RECORDS PROVIDED below:

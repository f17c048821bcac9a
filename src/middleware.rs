use std::{future::Ready, rc::Rc};

use actix_web::{
    dev::{forward_ready, Service, ServiceRequest, ServiceResponse, Transform},
    http::header::{HeaderName, HeaderValue},
    Error, HttpMessage,
};
use futures::future::LocalBoxFuture;
use uuid::Uuid;

pub const REQUEST_ID_HEADER: &str = "x-request-id";

#[derive(Clone, Debug)]
struct RequestId(String);

pub struct RequestIdMiddleware;

impl<S, B> Transform<S, ServiceRequest> for RequestIdMiddleware
where
    S: Service<ServiceRequest, Response = ServiceResponse<B>, Error = Error> + 'static,
    S::Future: 'static,
    B: 'static,
{
    type Response = ServiceResponse<B>;
    type Error = Error;
    type InitError = ();
    type Transform = RequestIdMiddlewareService<S>;
    type Future = Ready<Result<Self::Transform, Self::InitError>>;

    fn new_transform(&self, service: S) -> Self::Future {
        std::future::ready(Ok(RequestIdMiddlewareService {
            service: Rc::new(service),
        }))
    }
}

pub struct RequestIdMiddlewareService<S> {
    service: Rc<S>,
}

impl<S, B> Service<ServiceRequest> for RequestIdMiddlewareService<S>
where
    S: Service<ServiceRequest, Response = ServiceResponse<B>, Error = Error> + 'static,
    S::Future: 'static,
    B: 'static,
{
    type Response = ServiceResponse<B>;
    type Error = Error;
    type Future = LocalBoxFuture<'static, Result<Self::Response, Self::Error>>;

    forward_ready!(service);

    fn call(&self, req: ServiceRequest) -> Self::Future {
        let request_id = Uuid::new_v4().to_string();
        req.extensions_mut().insert(RequestId(request_id.clone()));

        let service = Rc::clone(&self.service);

        Box::pin(async move {
            let mut res = service.call(req).await?;
            if let Ok(value) = HeaderValue::from_str(&request_id) {
                res.headers_mut()
                    .insert(HeaderName::from_static(REQUEST_ID_HEADER), value);
            }
            Ok(res)
        })
    }
}

pub fn get_request_id(req: &actix_web::HttpRequest) -> String {
    req.extensions()
        .get::<RequestId>()
        .map(|id| id.0.clone())
        .unwrap_or_else(|| "-".to_string())
}

#[cfg(test)]
mod tests {
    use super::*;
    use actix_web::{test, web, App, HttpRequest, HttpResponse};

    async fn echo_id(req: HttpRequest) -> HttpResponse {
        HttpResponse::Ok().body(get_request_id(&req))
    }

    #[actix_web::test]
    async fn request_id_is_exposed_to_handlers_and_headers() {
        let app = test::init_service(
            App::new()
                .wrap(RequestIdMiddleware)
                .route("/", web::get().to(echo_id)),
        )
        .await;

        let req = test::TestRequest::get().uri("/").to_request();
        let resp = test::call_service(&app, req).await;

        let header = resp
            .headers()
            .get(REQUEST_ID_HEADER)
            .and_then(|v| v.to_str().ok())
            .map(str::to_string)
            .expect("request id header should be set");
        assert!(Uuid::parse_str(&header).is_ok());

        let body = test::read_body(resp).await;
        assert_eq!(body, header.as_bytes());
    }

    #[actix_web::test]
    async fn missing_middleware_yields_placeholder() {
        let req = test::TestRequest::default().to_http_request();
        assert_eq!(get_request_id(&req), "-");
    }
}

End of RECORDS PROVIDED.

The records above need to be duplicated. Keep every word unchanged.

repository f17c048821bcac9a
filename src/middleware.rs
use std::{future::Ready, rc::Rc};

use actix_web::{
    dev::{forward_ready, Service, ServiceRequest, ServiceResponse, Transform},
    http::header::{HeaderName, HeaderValue},
    Error, HttpMessage,
};
use futures::future::LocalBoxFuture;
use uuid::Uuid;

pub const REQUEST_ID_HEADER: &str = "x-request-id";

#[derive(Clone, Debug)]
struct RequestId(String);

pub struct RequestIdMiddleware;

impl<S, B> Transform<S, ServiceRequest> for RequestIdMiddleware
where
    S: Service<ServiceRequest, Response = ServiceResponse<B>, Error = Error> + 'static,
    S::Future: 'static,
    B: 'static,
{
    type Response = ServiceResponse<B>;
    type Error = Error;
    type InitError = ();
    type Transform = RequestIdMiddlewareService<S>;
    type Future = Ready<Result<Self::Transform, Self::InitError>>;

    fn new_transform(&self, service: S) -> Self::Future {
        std::future::ready(Ok(RequestIdMiddlewareService {
            service: Rc::new(service),
        }))
    }
}

pub struct RequestIdMiddlewareService<S> {
    service: Rc<S>,
}

impl<S, B> Service<ServiceRequest> for RequestIdMiddlewareService<S>
where
    S: Service<ServiceRequest, Response = ServiceResponse<B>, Error = Error> + 'static,
    S::Future: 'static,
    B: 'static,
{
    type Response = ServiceResponse<B>;
    type Error = Error;
    type Future = LocalBoxFuture<'static, Result<Self::Response, Self::Error>>;

    forward_ready!(service);

    fn call(&self, req: ServiceRequest) -> Self::Future {
        let request_id = Uuid::new_v4().to_string();
        req.extensions_mut().insert(RequestId(request_id.clone()));

        let service = Rc::clone(&self.service);

        Box::pin(async move {
            let mut res = service.call(req).await?;
            if let Ok(value) = HeaderValue::from_str(&request_id) {
                res.headers_mut()
                    .insert(HeaderName::from_static(REQUEST_ID_HEADER), value);
            }
            Ok(res)
        })
    }
}

pub fn get_request_id(req: &actix_web::HttpRequest) -> String {
    req.extensions()
        .get::<RequestId>()
        .map(|id| id.0.clone())
        .unwrap_or_else(|| "-".to_string())
}

#[cfg(test)]
mod tests {
    use super::*;
    use actix_web::{test, web, App, HttpRequest, HttpResponse};

    async fn echo_id(req: HttpRequest) -> HttpResponse {
        HttpResponse::Ok().body(get_request_id(&req))
    }

    #[actix_web::test]
    async fn request_id_is_exposed_to_handlers_and_headers() {
        let app = test::init_service(
            App::new()
                .wrap(RequestIdMiddleware)
                .route("/", web::get().to(echo_id)),
        )
        .await;

        let req = test::TestRequest::get().uri("/").to_request();
        let resp = test::call_service(&app, req).await;

        let header = resp
            .headers()
            .get(REQUEST_ID_HEADER)
            .and_then(|v| v.to_str().ok())
            .map(str::to_string)
            .expect("request id header should be set");
        assert!(Uuid::parse_str(&header).is_ok());

        let body = test::read_body(resp).await;
        assert_eq!(body, header.as_bytes());
    }

    #[actix_web::test]
    async fn missing_middleware_yields_placeholder() {
        let req = test::TestRequest::default().to_http_request();
        assert_eq!(get_request_id(&req), "-");
    }
}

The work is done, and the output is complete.